**Stored data entries**

---

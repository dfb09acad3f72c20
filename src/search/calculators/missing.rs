//! Missing-value indicator and imputation calculators

use crate::dataset;
use crate::error::Result;
use crate::search::calculators::ParamCalculator;
use crate::search::{evaluate_model, SearchContext};
use crate::transforms::{
    ImputeStrategy, MissingValuesHandler, MissingValuesHandlerParams, MissingValuesIndicator,
    MissingValuesIndicatorParams, Transform, TransformSpec,
};
use ndarray::Array1;
use polars::prelude::*;
use std::collections::BTreeMap;

fn columns_with_nulls(x: &DataFrame) -> Vec<String> {
    let mut relevant = dataset::categorical_columns(x);
    relevant.extend(dataset::numerical_columns(x));

    relevant
        .into_iter()
        .filter(|name| {
            x.column(name)
                .map(|col| col.as_materialized_series().null_count() > 0)
                .unwrap_or(false)
        })
        .collect()
}

/// Emits an indicator-flag spec for every column carrying nulls. Pure
/// heuristic; the flags themselves are cheap and downstream pruning
/// removes the useless ones.
#[derive(Debug, Clone, Copy, Default)]
pub struct MissingValuesIndicatorParamCalculator;

impl ParamCalculator for MissingValuesIndicatorParamCalculator {
    fn calculate_best_params(
        &self,
        x: &DataFrame,
        _y: &Array1<f64>,
        ctx: &SearchContext,
    ) -> Result<Option<TransformSpec>> {
        ctx.logger.task_start("Starting missing value indicators");

        let features = columns_with_nulls(x);
        if features.is_empty() {
            ctx.logger
                .warn("No missing values found. Skipping indicator transformation.");
            return Ok(None);
        }

        ctx.logger.task_result(&format!(
            "Selected {} columns with missing values",
            features.len()
        ));

        let transform = Transform::MissingValuesIndicator(MissingValuesIndicator::new(
            MissingValuesIndicatorParams { features },
        ));
        Ok(Some(transform.spec()?))
    }
}

/// Best-of-N imputation search per column with nulls. There is no no-op
/// baseline in the candidate set: columns with nulls always get an
/// imputation, the search only decides which one.
#[derive(Debug, Clone, Copy, Default)]
pub struct MissingValuesParamCalculator;

impl MissingValuesParamCalculator {
    const SHARED_STRATEGIES: [ImputeStrategy; 2] =
        [ImputeStrategy::Fill0, ImputeStrategy::MostFrequent];
    const NUMERIC_STRATEGIES: [ImputeStrategy; 2] = [ImputeStrategy::Mean, ImputeStrategy::Median];
    const KNN_NEIGHBOR_OPTIONS: [usize; 1] = [5];

    fn single_column_spec(
        column: &str,
        strategy: ImputeStrategy,
        n_neighbors: Option<usize>,
    ) -> Transform {
        let mut params = MissingValuesHandlerParams {
            transformation_options: BTreeMap::from([(column.to_string(), strategy)]),
            n_neighbors: BTreeMap::new(),
        };
        if let Some(k) = n_neighbors {
            params.n_neighbors.insert(column.to_string(), k);
        }
        Transform::MissingValuesHandler(MissingValuesHandler::new(params))
    }

    fn find_best_strategy_for_column(
        &self,
        x: &DataFrame,
        y: &Array1<f64>,
        ctx: &SearchContext,
        column: &str,
        is_numeric: bool,
    ) -> Result<Option<(ImputeStrategy, Option<usize>)>> {
        let mut best_score: Option<f64> = None;
        let mut best: Option<(ImputeStrategy, Option<usize>)> = None;

        let mut candidates: Vec<(ImputeStrategy, Option<usize>)> = Self::SHARED_STRATEGIES
            .iter()
            .map(|&s| (s, None))
            .collect();
        if is_numeric {
            candidates.extend(Self::NUMERIC_STRATEGIES.iter().map(|&s| (s, None)));
            candidates.extend(
                Self::KNN_NEIGHBOR_OPTIONS
                    .iter()
                    .map(|&k| (ImputeStrategy::Knn, Some(k))),
            );
        }

        for (strategy, n_neighbors) in candidates {
            let transform = Self::single_column_spec(column, strategy, n_neighbors);
            let score = evaluate_model(x, y, ctx, Some(&transform))?;
            ctx.logger.progress(&format!(
                "   Tried '{strategy:?}' -> Score: {}",
                score.map_or("n/a".to_string(), |s| format!("{s:.4}"))
            ));

            if ctx.direction.improved_opt(score, best_score) {
                best_score = score;
                best = Some((strategy, n_neighbors));
            }
        }

        Ok(best)
    }
}

impl ParamCalculator for MissingValuesParamCalculator {
    fn calculate_best_params(
        &self,
        x: &DataFrame,
        y: &Array1<f64>,
        ctx: &SearchContext,
    ) -> Result<Option<TransformSpec>> {
        ctx.logger
            .task_start("Starting missing value imputation optimization");

        let columns = columns_with_nulls(x);
        if columns.is_empty() {
            ctx.logger
                .warn("No missing values found. Skipping imputation transformation.");
            return Ok(None);
        }

        let numeric: Vec<String> = dataset::numerical_columns(x);
        let total = columns.len();
        let mut transformation_options = BTreeMap::new();
        let mut n_neighbors = BTreeMap::new();

        for (i, column) in columns.iter().enumerate() {
            ctx.logger.task_update(&format!(
                "[{}/{total}] Evaluating column: '{column}'",
                i + 1
            ));

            let best = self.find_best_strategy_for_column(
                x,
                y,
                ctx,
                column,
                numeric.contains(column),
            )?;

            if let Some((strategy, neighbors)) = best {
                ctx.logger.task_result(&format!(
                    "Selected imputation for '{column}': {strategy:?}"
                ));
                transformation_options.insert(column.clone(), strategy);
                if let Some(k) = neighbors {
                    n_neighbors.insert(column.clone(), k);
                }
            }
        }

        if transformation_options.is_empty() {
            ctx.logger.warn("No imputation was applied to any column");
            return Ok(None);
        }

        ctx.logger.task_result(&format!(
            "Imputation applied to {} column(s)",
            transformation_options.len()
        ));

        let transform = Transform::MissingValuesHandler(MissingValuesHandler::new(
            MissingValuesHandlerParams {
                transformation_options,
                n_neighbors,
            },
        ));
        Ok(Some(transform.spec()?))
    }
}

#[cfg(test)]
mod tests {
    use super::*;
    use crate::model::{DecisionTree, Direction, Scoring};
    use crate::search::NoopLogger;

    fn df_with_missing() -> (DataFrame, Array1<f64>) {
        let a: Vec<Option<f64>> = (0..40)
            .map(|i| if i % 10 == 0 { None } else { Some(i as f64) })
            .collect();
        let y: Array1<f64> = (0..40).map(|i| (i * 2) as f64).collect();
        let df = DataFrame::new(vec![Series::new("a".into(), a).into()]).unwrap();
        (df, y)
    }

    #[test]
    fn test_indicator_emitted_only_with_nulls() {
        let (df, y) = df_with_missing();
        let model = DecisionTree::regressor();
        let logger = NoopLogger;
        let ctx = SearchContext::new(&model, Scoring::R2, Direction::Maximize, &logger);

        let spec = MissingValuesIndicatorParamCalculator
            .calculate_best_params(&df, &y, &ctx)
            .unwrap();
        assert!(spec.is_some());
        assert_eq!(spec.unwrap().name, "MissingValuesIndicator");

        let clean = DataFrame::new(vec![
            Series::new("a".into(), (0..10).map(|i| i as f64).collect::<Vec<_>>()).into(),
        ])
        .unwrap();
        let y10: Array1<f64> = (0..10).map(|i| i as f64).collect();
        let spec = MissingValuesIndicatorParamCalculator
            .calculate_best_params(&clean, &y10, &ctx)
            .unwrap();
        assert!(spec.is_none());
    }

    #[test]
    fn test_imputation_always_selected_for_null_columns() {
        let (df, y) = df_with_missing();
        let model = DecisionTree::regressor();
        let logger = NoopLogger;
        let ctx = SearchContext::new(&model, Scoring::R2, Direction::Maximize, &logger);

        let spec = MissingValuesParamCalculator
            .calculate_best_params(&df, &y, &ctx)
            .unwrap()
            .expect("column with nulls must receive an imputation");
        assert_eq!(spec.name, "MissingValuesHandler");

        let rebuilt = Transform::from_spec(&spec).unwrap();
        assert_eq!(rebuilt.spec().unwrap(), spec);
    }
}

---

**Your task**
Could you please copy the lines above exactly, beginning at the first and ending at the line that contains "let features = columns_with_nulls(x);"?

**Solution to the problem**
repository dfb09acad3f72c20
filename src/search/calculators/missing.rs
//! Missing-value indicator and imputation calculators

use crate::dataset;
use crate::error::Result;
use crate::search::calculators::ParamCalculator;
use crate::search::{evaluate_model, SearchContext};
use crate::transforms::{
    ImputeStrategy, MissingValuesHandler, MissingValuesHandlerParams, MissingValuesIndicator,
    MissingValuesIndicatorParams, Transform, TransformSpec,
};
use ndarray::Array1;
use polars::prelude::*;
use std::collections::BTreeMap;

fn columns_with_nulls(x: &DataFrame) -> Vec<String> {
    let mut relevant = dataset::categorical_columns(x);
    relevant.extend(dataset::numerical_columns(x));

    relevant
        .into_iter()
        .filter(|name| {
            x.column(name)
                .map(|col| col.as_materialized_series().null_count() > 0)
                .unwrap_or(false)
        })
        .collect()
}

/// Emits an indicator-flag spec for every column carrying nulls. Pure
/// heuristic; the flags themselves are cheap and downstream pruning
/// removes the useless ones.
#[derive(Debug, Clone, Copy, Default)]
pub struct MissingValuesIndicatorParamCalculator;

impl ParamCalculator for MissingValuesIndicatorParamCalculator {
    fn calculate_best_params(
        &self,
        x: &DataFrame,
        _y: &Array1<f64>,
        ctx: &SearchContext,
    ) -> Result<Option<TransformSpec>> {
        ctx.logger.task_start("Starting missing value indicators");

        let features = columns_with_nulls(x);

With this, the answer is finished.